4 - Le concept de “ musique pure ”

De manière générale, le genre de la Sonate a été considéré depuis ses origines comme une pièce tout à fait abstraite, sans aucun souci imitatif, et même dégagée des relations au geste que la Suite entretient dans son rapport avec la danse. Même si progressivement la notion de “ programme ” avait pu s’insinuer dans le cadre de certaines œuvres, en particulier durant la période romantique, cette orientation particulière du genre ne constitue que l’exception.

Philippe ALBERA, dans son article, Non réconcilié 178 , souligne la tendance de ZIMMERMANN, dès le milieu des années cinquante, à “ ‘transgresser le concept de musique pure, tout en maintenant ses exigences les plus élevées sur le plan technique’ ” 179 et poursuit ainsi : “ Il ne s'agit pas pour lui de faire la moindre concession sur le plan compositionnel, d'en rabaisser le concept à une fonction d'illustration, mais au contraire d'en renforcer le rôle médiateur. Le signe musical est le lieu d'une véritable transmutation : le matériau, qu'il soit purement musical ou extra-musical, noble ou trivial, inventé ou trouvé, est organisé musicalement et soumis à un processus de spiritualisation. ”

Tel est bien le cas de la Sonate pour violoncelle, dont la portée spirituelle est d'emblée annoncée par la citation de l'Ecclésiaste mise en exergue de la partition : “ ‘... et suis spatiis transeunt universa sub caelo.’ ” 180 où la problématique du temps, au centre des préoccupations de ZIMMERMANN, transparaît clairement. Tandis que, comme le souligne Wulf KONOLD, les titres donnés à chacun des mouvements, au moins les quatre premiers 181 , sont, eux, des “ termes propres au domaine de la perception visuelle ”, indiquant bien par là que “ ‘la spatialité est également un objectif déclaré de la composition. ’” 182 Temps et espace semblent donc bien constituer les thèmes fondateurs de cette œuvre.

Notes
178.

In Musica 88 - Dernières nouvelles d'Alsace, op. cit., p. 7-8.

179.

Il donne à ce sujet comme exemple la transformation du Concerto pour violoncelle (1952) en Canto di speranza (1957) où le violoncelle acquiert une fonction comparable à celle de la voix humaine.

180.

Traduction : “ ... il y a pour tout un moment et un temps pour toute chose sous les cieux. ”
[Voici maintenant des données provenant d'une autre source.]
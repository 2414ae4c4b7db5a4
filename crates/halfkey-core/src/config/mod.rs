// Halfkey Config API
// TOML configuration for the driver shell

#[cfg(feature = "pure-rust")]
pub mod parser;

#[cfg(feature = "pure-rust")]
pub use parser::{Config, ConfigError, DEFAULT_POLL_TIMEOUT_MS, DEFAULT_PRIORITY};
Il faut signaler par ailleurs que ce verset fait suite à celui emprunté par ZIMMERMANN pour le titre de sa cantate pour soliste, Omnia tempus habent, composée juste auparavant.

181.

Rappresentazione (représentation), Fase (césure ou fragment), Tropi (expression figurative), Spazi (espace).

182.

KONOLD, Wulf, B.A. Zimmermann, Cologne, Dumont Buchverlag, 1986, traduction française, éd. M. de Maule, 1997, p.225.